YOUR GOAL
Your task is to output every record exactly as it is given.

DATASET EXTRACT
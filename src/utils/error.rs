// ============================================================================
// 统一错误类型定义
// 使用 thiserror 派生宏；command 层通过 IntoResponse 转换为 HTTP 响应
// ============================================================================

use axum::{
    http::StatusCode,
    response::{IntoResponse, Response},
    Json,
};
use serde_json::json;
use thiserror::Error;

/// 应用统一错误枚举
///
/// 每个变体对应一类错误，command 层按变体决定 HTTP 状态码。
#[derive(Debug, Error)]
pub enum AppError {
    /// 参数验证失败（如食谱标题为空、没有任何配料）
    #[error("验证失败：{0}")]
    ValidationError(String),

    /// 食谱数据加载失败（网络错误或 JSON 解析错误）
    #[error("加载食谱失败：{0}")]
    LoadError(String),

    /// 搜索请求失败
    #[error("搜索失败：{0}")]
    SearchError(String),

    /// 本地存储读写失败
    #[error("本地存储失败：{0}")]
    StorageError(String),

    /// 远端 REST 接口调用失败
    #[error("远端请求失败：{0}")]
    RemoteError(String),

    /// 多步创建中途失败：食谱行已创建，但配料或步骤写入失败
    #[error("食谱 {recipe_id} 部分写入失败（{stage}），回滚{}", rollback_label(.rolled_back))]
    PartialWrite {
        recipe_id: i64,
        stage: String,
        rolled_back: bool,
    },

    /// 目标记录不存在
    #[error("未找到：{0}")]
    NotFound(String),

    /// 未配置远端后端（静态 JSON 数据源不支持写操作）
    #[error("未配置远端后端：{0}")]
    NotConfigured(String),

    /// 应用状态访问失败（锁被污染）
    #[error("状态访问失败：{0}")]
    StateError(String),
}

fn rollback_label(rolled_back: &bool) -> &'static str {
    if *rolled_back {
        "成功"
    } else {
        "失败"
    }
}

/// 便捷类型别名，统一项目内的 Result 签名
pub type AppResult<T> = Result<T, AppError>;

impl AppError {
    /// 对应的 HTTP 状态码
    pub fn status(&self) -> StatusCode {
        match self {
            AppError::ValidationError(_) | AppError::NotConfigured(_) => StatusCode::BAD_REQUEST,
            AppError::NotFound(_) => StatusCode::NOT_FOUND,
            AppError::RemoteError(_) | AppError::PartialWrite { .. } => StatusCode::BAD_GATEWAY,
            AppError::LoadError(_)
            | AppError::SearchError(_)
            | AppError::StorageError(_)
            | AppError::StateError(_) => StatusCode::INTERNAL_SERVER_ERROR,
        }
    }
}

impl IntoResponse for AppError {
    fn into_response(self) -> Response {
        (self.status(), Json(json!({ "error": self.to_string() }))).into_response()
    }
}
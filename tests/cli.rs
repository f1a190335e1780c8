use assert_cmd::Command;

use tempotype::config::{Config, ConfigStore, FileConfigStore};
use tempotype::paragraph::SourceKind;

fn tempotype() -> Command {
    Command::cargo_bin("tempotype").unwrap()
}

#[test]
fn help_lists_timing_flags() {
    let output = tempotype().arg("--help").assert().success();
    let stdout = String::from_utf8_lossy(&output.get_output().stdout).to_string();

    assert!(stdout.contains("--duration"));
    assert!(stdout.contains("--bonus"));
    assert!(stdout.contains("--penalty"));
    assert!(stdout.contains("--source"));
}

#[test]
fn refuses_to_run_without_a_tty() {
    let dir = tempfile::tempdir().unwrap();
    let output = tempotype()
        .args(["--config", dir.path().join("config.json").to_str().unwrap()])
        .write_stdin("")
        .assert()
        .failure();
    let stderr = String::from_utf8_lossy(&output.get_output().stderr).to_string();

    assert!(stderr.contains("stdin must be a tty"));
}

#[test]
fn rejects_zero_duration() {
    let dir = tempfile::tempdir().unwrap();
    let output = tempotype()
        .args([
            "--config",
            dir.path().join("config.json").to_str().unwrap(),
            "--duration",
            "0",
        ])
        .write_stdin("")
        .assert()
        .failure();
    let stderr = String::from_utf8_lossy(&output.get_output().stderr).to_string();

    assert!(stderr.contains("base_duration_secs"));
}

#[test]
fn rejects_blank_prompt_before_the_tty_check() {
    let dir = tempfile::tempdir().unwrap();
    let output = tempotype()
        .args([
            "--config",
            dir.path().join("config.json").to_str().unwrap(),
            "--prompt",
            " \n ",
        ])
        .write_stdin("")
        .assert()
        .failure()
        .code(2);
    let stderr = String::from_utf8_lossy(&output.get_output().stderr).to_string();

    assert!(stderr.contains("custom prompt must contain text"));
    assert!(!stderr.contains("stdin must be a tty"));
    assert!(!stderr.contains("EmptyPrompt"));
}

#[test]
fn save_config_persists_flags_before_the_tty_check() {
    let dir = tempfile::tempdir().unwrap();
    let path = dir.path().join("config.json");

    tempotype()
        .args([
            "--config",
            path.to_str().unwrap(),
            "--duration",
            "45",
            "--source",
            "generated",
            "--save-config",
        ])
        .write_stdin("")
        .assert()
        .failure();

    let saved = FileConfigStore::with_path(&path).load();
    assert_eq!(
        saved,
        Config {
            base_duration_secs: 45,
            source: SourceKind::Generated,
            ..Config::default()
        }
    );
}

PROBLEM SOLUTION
filename src/utils/error.rs
// ============================================================================
// 统一错误类型定义
// 使用 thiserror 派生宏；command 层通过 IntoResponse 转换为 HTTP 响应
// ============================================================================

use axum::{
    http::StatusCode,
    response::{IntoResponse, Response},
    Json,
};
use serde_json::json;
use thiserror::Error;

/// 应用统一错误枚举
///
/// 每个变体对应一类错误，command 层按变体决定 HTTP 状态码。
#[derive(Debug, Error)]
pub enum AppError {
    /// 参数验证失败（如食谱标题为空、没有任何配料）
    #[error("验证失败：{0}")]
    ValidationError(String),

    /// 食谱数据加载失败（网络错误或 JSON 解析错误）
    #[error("加载食谱失败：{0}")]
    LoadError(String),

    /// 搜索请求失败
    #[error("搜索失败：{0}")]
    SearchError(String),

    /// 本地存储读写失败
    #[error("本地存储失败：{0}")]
    StorageError(String),

    /// 远端 REST 接口调用失败
    #[error("远端请求失败：{0}")]
    RemoteError(String),

    /// 多步创建中途失败：食谱行已创建，但配料或步骤写入失败
    #[error("食谱 {recipe_id} 部分写入失败（{stage}），回滚{}", rollback_label(.rolled_back))]
    PartialWrite {
        recipe_id: i64,
        stage: String,
        rolled_back: bool,
    },

    /// 目标记录不存在
    #[error("未找到：{0}")]
    NotFound(String),

    /// 未配置远端后端（静态 JSON 数据源不支持写操作）
    #[error("未配置远端后端：{0}")]
    NotConfigured(String),

    /// 应用状态访问失败（锁被污染）
    #[error("状态访问失败：{0}")]
    StateError(String),
}

fn rollback_label(rolled_back: &bool) -> &'static str {
    if *rolled_back {
        "成功"
    } else {
        "失败"
    }
}

/// 便捷类型别名，统一项目内的 Result 签名
pub type AppResult<T> = Result<T, AppError>;

impl AppError {
    /// 对应的 HTTP 状态码
    pub fn status(&self) -> StatusCode {
        match self {
            AppError::ValidationError(_) | AppError::NotConfigured(_) => StatusCode::BAD_REQUEST,
            AppError::NotFound(_) => StatusCode::NOT_FOUND,
            AppError::RemoteError(_) | AppError::PartialWrite { .. } => StatusCode::BAD_GATEWAY,
            AppError::LoadError(_)
            | AppError::SearchError(_)
            | AppError::StorageError(_)
            | AppError::StateError(_) => StatusCode::INTERNAL_SERVER_ERROR,
        }
    }
}

impl IntoResponse for AppError {
    fn into_response(self) -> Response {
        (self.status(), Json(json!({ "error": self.to_string() }))).into_response()
    }
}
filename tests/cli.rs
repository f1a190335e1780c8
use assert_cmd::Command;

use tempotype::config::{Config, ConfigStore, FileConfigStore};
use tempotype::paragraph::SourceKind;

fn tempotype() -> Command {
    Command::cargo_bin("tempotype").unwrap()
}

#[test]
fn help_lists_timing_flags() {
    let output = tempotype().arg("--help").assert().success();
    let stdout = String::from_utf8_lossy(&output.get_output().stdout).to_string();

    assert!(stdout.contains("--duration"));
    assert!(stdout.contains("--bonus"));
    assert!(stdout.contains("--penalty"));
    assert!(stdout.contains("--source"));
}

#[test]
fn refuses_to_run_without_a_tty() {
    let dir = tempfile::tempdir().unwrap();
    let output = tempotype()
        .args(["--config", dir.path().join("config.json").to_str().unwrap()])
        .write_stdin("")
        .assert()
        .failure();
    let stderr = String::from_utf8_lossy(&output.get_output().stderr).to_string();

    assert!(stderr.contains("stdin must be a tty"));
}

#[test]
fn rejects_zero_duration() {
    let dir = tempfile::tempdir().unwrap();
    let output = tempotype()
        .args([
            "--config",
            dir.path().join("config.json").to_str().unwrap(),
            "--duration",
            "0",
        ])
        .write_stdin("")
        .assert()
        .failure();
    let stderr = String::from_utf8_lossy(&output.get_output().stderr).to_string();

    assert!(stderr.contains("base_duration_secs"));
}

#[test]
fn rejects_blank_prompt_before_the_tty_check() {
    let dir = tempfile::tempdir().unwrap();
    let output = tempotype()
        .args([
            "--config",
            dir.path().join("config.json").to_str().unwrap(),
            "--prompt",
            " \n ",
        ])
        .write_stdin("")
        .assert()
        .failure()
        .code(2);
    let stderr = String::from_utf8_lossy(&output.get_output().stderr).to_string();

    assert!(stderr.contains("custom prompt must contain text"));
    assert!(!stderr.contains("stdin must be a tty"));
    assert!(!stderr.contains("EmptyPrompt"));
}

#[test]
fn save_config_persists_flags_before_the_tty_check() {
    let dir = tempfile::tempdir().unwrap();
    let path = dir.path().join("config.json");

    tempotype()
        .args([
            "--config",
            path.to_str().unwrap(),
            "--duration",
            "45",
            "--source",
            "generated",
            "--save-config",
        ])
        .write_stdin("")
        .assert()
        .failure();

    let saved = FileConfigStore::with_path(&path).load();
    assert_eq!(
        saved,
        Config {
            base_duration_secs: 45,
            source: SourceKind::Generated,
            ..Config::default()
        }
    );
}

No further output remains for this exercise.